逆に、科学的な発見や理論は、哲学的な真理観に新たな視点をもたらします。例えば、不確定性原理が示すようなミクロ世界の予測不可能性や、カオス理論が示す複雑系の非決定論的な振る舞いは、伝統的な決定論的な真理観や因果律に基づく理解に挑戦を突きつけます。また、脳科学が進展し、私たちの意識や意思決定のプロセスが物理的・化学的な現象として記述され始めると、「真理を知る」主体であるはずの自己や認識能力そのものについて、哲学的な問いがより具体的な科学的知見と結びついて再検討されることになります。
結論:基準の違いから生まれる洞察
科学における反証可能性という基準は、経験的な世界に関する知識の信頼性を確保するための強力なツールです。それは科学を疑似科学から区別し、理論が現実によって検証されるべきであることを強調します。一方、哲学が探求する真理の基準は、論理的な整合性や概念的な明晰さ、あるいは知識体系全体の整合性といった、より広範で根源的な問いを含んでいます。
両者のアプローチは異なりますが、それぞれが真理の異なる側面に光を当てています。科学は「経験的に誤りうるものは何か」を問うことで真理に接近し、哲学は「真理とは何か」「いかにして知りうるか」という問いそのものを洗練させます。この対話は、科学理論の構築や評価において、単なる実証データだけでなく、その理論が依拠する論理的な構造や哲学的な前提にも意識を向けることの重要性を示唆しています。
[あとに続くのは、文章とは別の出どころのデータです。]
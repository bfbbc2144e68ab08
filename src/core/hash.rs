use image::imageops::FilterType;
use sha2::{Digest, Sha256};
use std::fs::File;
use std::io::{BufReader, Read};
use std::path::Path;
use thiserror::Error;

/// Default dHash grid size, giving a 64-bit hash.
pub const DEFAULT_DHASH_SIZE: u32 = 8;

/// Largest accepted dHash grid size, a 4096-bit hash.
pub const MAX_DHASH_SIZE: u32 = 64;

#[derive(Debug, Error)]
pub enum HashError {
    #[error("IO error: {0}")]
    Io(#[from] std::io::Error),

    #[error("Image decoding failed: {0}")]
    Image(#[from] image::ImageError),

    #[error("Invalid dHash size: {size}")]
    InvalidSize { size: u32 },

    #[error("Invalid digest {value:?}: {message}")]
    InvalidDigest { value: String, message: String },
}

/// Computes content-addressed and perceptual digests from file bytes.
#[derive(Debug, Clone, Copy, Default)]
pub struct HashService;

impl HashService {
    pub fn new() -> Self {
        Self
    }

    /// Compute the SHA-256 digest of a file as 64 lowercase hex characters.
    /// The file is streamed, never loaded whole.
    pub fn calc_sha256(&self, file_path: &Path) -> Result<String, HashError> {
        let file = File::open(file_path)?;
        let mut reader = BufReader::new(file);
        let mut hasher = Sha256::new();
        let mut buffer = [0; 8192];

        loop {
            let bytes_read = reader.read(&mut buffer)?;
            if bytes_read == 0 {
                break;
            }
            hasher.update(&buffer[..bytes_read]);
        }

        let result = hasher.finalize();
        Ok(format!("{:x}", result))
    }

    /// Compute a difference hash of an image file.
    ///
    /// The image is resized to `(size + 1) x size` ignoring aspect ratio and
    /// converted to luminance. Each row yields `size` bits, one per adjacent
    /// horizontal pair, set when the right pixel is brighter than the left.
    /// Bits are concatenated row-major and packed four at a time into hex
    /// nibbles, so the default size of 8 gives 16 hex characters.
    pub fn calc_dhash(&self, file_path: &Path, size: u32) -> Result<String, HashError> {
        if size == 0 || size > MAX_DHASH_SIZE {
            return Err(HashError::InvalidSize { size });
        }

        let img = image::open(file_path)?;
        let gray = img
            .resize_exact(size + 1, size, FilterType::Lanczos3)
            .to_luma8();

        let luminance = |x: u32, y: u32| gray.get_pixel_checked(x, y).map_or(0, |p| p.0[0]);

        let mut bits = Vec::with_capacity((size * size) as usize);
        for y in 0..size {
            for x in 0..size {
                bits.push(luminance(x + 1, y) > luminance(x, y));
            }
        }

        Ok(bits_to_hex(&bits))
    }
}

/// Pack a bit string into hex nibbles, most significant bit first. A trailing
/// partial nibble is padded with zero bits.
pub fn bits_to_hex(bits: &[bool]) -> String {
    bits.chunks(4)
        .map(|chunk| {
            let nibble = chunk
                .iter()
                .enumerate()
                .fold(0u32, |acc, (i, &bit)| acc | ((bit as u32) << (3 - i)));
            // nibble < 16
            std::char::from_digit(nibble, 16).unwrap_or('0')
        })
        .collect()
}

/// Number of differing bits between two equal-length hex digests.
pub fn hamming_distance(a: &str, b: &str) -> Result<u32, HashError> {
    if a.len() != b.len() {
        return Err(HashError::InvalidDigest {
            value: b.to_string(),
            message: format!("length {} does not match {}", b.len(), a.len()),
        });
    }

    a.chars().zip(b.chars()).try_fold(0u32, |acc, (ca, cb)| {
        let na = nibble(ca, a)?;
        let nb = nibble(cb, b)?;
        Ok(acc + (na ^ nb).count_ones())
    })
}

fn nibble(c: char, value: &str) -> Result<u32, HashError> {
    c.to_digit(16).ok_or_else(|| HashError::InvalidDigest {
        value: value.to_string(),
        message: format!("'{}' is not a hex digit", c),
    })
}

#[cfg(test)]
pub(crate) mod tests {
    use super::*;
    use image::codecs::jpeg::JpegEncoder;
    use image::{ImageBuffer, Rgb, RgbImage};
    use std::fs;
    use tempfile::TempDir;

    const BANDS: [u8; 9] = [10, 200, 50, 180, 90, 250, 30, 120, 220];

    /// Nine vertical bands of alternating brightness with a slight vertical
    /// gradient, so the dHash gradients are strong and stable.
    pub(crate) fn banded_image(width: u32, height: u32, invert: bool) -> RgbImage {
        ImageBuffer::from_fn(width, height, |x, y| {
            let band = (x * BANDS.len() as u32 / width) as usize;
            let base = BANDS[band].saturating_sub((y * 5 / height) as u8);
            let v = if invert { 255 - base } else { base };
            Rgb([v, v, v.saturating_sub(5)])
        })
    }

    #[test]
    fn test_sha256_known_value() {
        let temp_dir = TempDir::new().unwrap();
        let file_path = temp_dir.path().join("hello.txt");
        fs::write(&file_path, b"hello world").unwrap();

        let hash = HashService::new().calc_sha256(&file_path).unwrap();
        assert_eq!(
            hash,
            "b94d27b9934d3e08a52e52d7da7dabfac484efe37a5380ee9088f7ace2efcde9"
        );
    }

    #[test]
    fn test_identical_files_same_hash() {
        let temp_dir = TempDir::new().unwrap();
        let file1 = temp_dir.path().join("file1.bin");
        let file2 = temp_dir.path().join("file2.bin");

        // Larger than the read buffer so several chunks are folded in.
        let content: Vec<u8> = (0..50_000u32).map(|i| (i % 251) as u8).collect();
        fs::write(&file1, &content).unwrap();
        fs::write(&file2, &content).unwrap();

        let service = HashService::new();
        let hash1 = service.calc_sha256(&file1).unwrap();
        let hash2 = service.calc_sha256(&file2).unwrap();

        assert_eq!(hash1, hash2);
        assert_eq!(hash1.len(), 64);
        assert!(hash1.chars().all(|c| c.is_ascii_hexdigit() && !c.is_ascii_uppercase()));
    }

    #[test]
    fn test_different_files_different_hash() {
        let temp_dir = TempDir::new().unwrap();
        let file1 = temp_dir.path().join("a.txt");
        let file2 = temp_dir.path().join("b.txt");
        fs::write(&file1, b"Content A").unwrap();
        fs::write(&file2, b"Content B").unwrap();

        let service = HashService::new();
        assert_ne!(
            service.calc_sha256(&file1).unwrap(),
            service.calc_sha256(&file2).unwrap()
        );
    }

    #[test]
    fn test_sha256_missing_file_is_io_error() {
        let temp_dir = TempDir::new().unwrap();
        let result = HashService::new().calc_sha256(&temp_dir.path().join("missing"));
        assert!(matches!(result, Err(HashError::Io(_))));
    }

    #[test]
    fn test_dhash_is_deterministic() {
        let temp_dir = TempDir::new().unwrap();
        let path = temp_dir.path().join("bands.png");
        banded_image(180, 120, false).save(&path).unwrap();

        let service = HashService::new();
        let first = service.calc_dhash(&path, DEFAULT_DHASH_SIZE).unwrap();
        let second = service.calc_dhash(&path, DEFAULT_DHASH_SIZE).unwrap();

        assert_eq!(first, second);
        assert_eq!(first.len(), 16);
    }

    #[test]
    fn test_dhash_survives_recompression() {
        let temp_dir = TempDir::new().unwrap();
        let png_path = temp_dir.path().join("original.png");
        let jpg_path = temp_dir.path().join("recompressed.jpg");

        let img = banded_image(180, 120, false);
        img.save(&png_path).unwrap();
        let mut jpeg = Vec::new();
        JpegEncoder::new_with_quality(&mut jpeg, 60)
            .encode_image(&img)
            .unwrap();
        fs::write(&jpg_path, jpeg).unwrap();

        let service = HashService::new();
        let original = service.calc_dhash(&png_path, DEFAULT_DHASH_SIZE).unwrap();
        let recompressed = service.calc_dhash(&jpg_path, DEFAULT_DHASH_SIZE).unwrap();

        assert!(hamming_distance(&original, &recompressed).unwrap() <= 4);
    }

    #[test]
    fn test_dhash_distinguishes_inverted_image() {
        let temp_dir = TempDir::new().unwrap();
        let a = temp_dir.path().join("a.png");
        let b = temp_dir.path().join("b.png");
        banded_image(180, 120, false).save(&a).unwrap();
        banded_image(180, 120, true).save(&b).unwrap();

        let service = HashService::new();
        let ha = service.calc_dhash(&a, DEFAULT_DHASH_SIZE).unwrap();
        let hb = service.calc_dhash(&b, DEFAULT_DHASH_SIZE).unwrap();

        assert!(hamming_distance(&ha, &hb).unwrap() > 32);
    }

    #[test]
    fn test_dhash_flat_image_is_all_zero() {
        let temp_dir = TempDir::new().unwrap();
        let path = temp_dir.path().join("flat.png");
        ImageBuffer::from_pixel(40, 40, Rgb([128u8, 128, 128]))
            .save(&path)
            .unwrap();

        let hash = HashService::new().calc_dhash(&path, 4).unwrap();
        assert_eq!(hash, "0000");
    }

    #[test]
    fn test_dhash_rejects_corrupt_image() {
        let temp_dir = TempDir::new().unwrap();
        let path = temp_dir.path().join("broken.png");
        fs::write(&path, b"not an image").unwrap();

        let result = HashService::new().calc_dhash(&path, DEFAULT_DHASH_SIZE);
        assert!(matches!(result, Err(HashError::Image(_))));
    }

    #[test]
    fn test_dhash_rejects_out_of_range_size() {
        let temp_dir = TempDir::new().unwrap();
        let path = temp_dir.path().join("flat.png");
        ImageBuffer::from_pixel(8, 8, Rgb([128u8, 128, 128]))
            .save(&path)
            .unwrap();

        let hash = HashService::new();
        for size in [0, MAX_DHASH_SIZE + 1, u32::MAX] {
            assert!(matches!(
                hash.calc_dhash(&path, size),
                Err(HashError::InvalidSize { size: s }) if s == size
            ));
        }
    }

    #[test]
    fn test_bits_to_hex_packs_msb_first() {
        let bits = [true, false, false, false, false, false, false, true, true];
        assert_eq!(bits_to_hex(&bits), "818");
    }

    #[test]
    fn test_hamming_distance() {
        assert_eq!(hamming_distance("00ff", "00ff").unwrap(), 0);
        assert_eq!(hamming_distance("0000", "000f").unwrap(), 4);
        assert_eq!(hamming_distance("f0f0", "0f0f").unwrap(), 16);
        assert!(hamming_distance("00", "000").is_err());
        assert!(hamming_distance("zz", "00").is_err());
    }
}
私たち研究開発に携わる者は、日々の業務で仮説検証を行いますが、その際に自身の仮説が「反証可能」な形で定式化されているかを吟味することは、研究の質を高める上で不可欠です。同時に、自身の専門分野における理論やモデルが、どのような哲学的な真理観や知識観に立脚しているのか、あるいはどのような限界を持つのかを考察することは、より深い洞察や新たな発想に繋がるかもしれません。科学と哲学、異なる視点から真理を追求するこれらの営みは、互いに問いかけ合うことで、私たちの世界の理解をより豊かにしてくれるのです。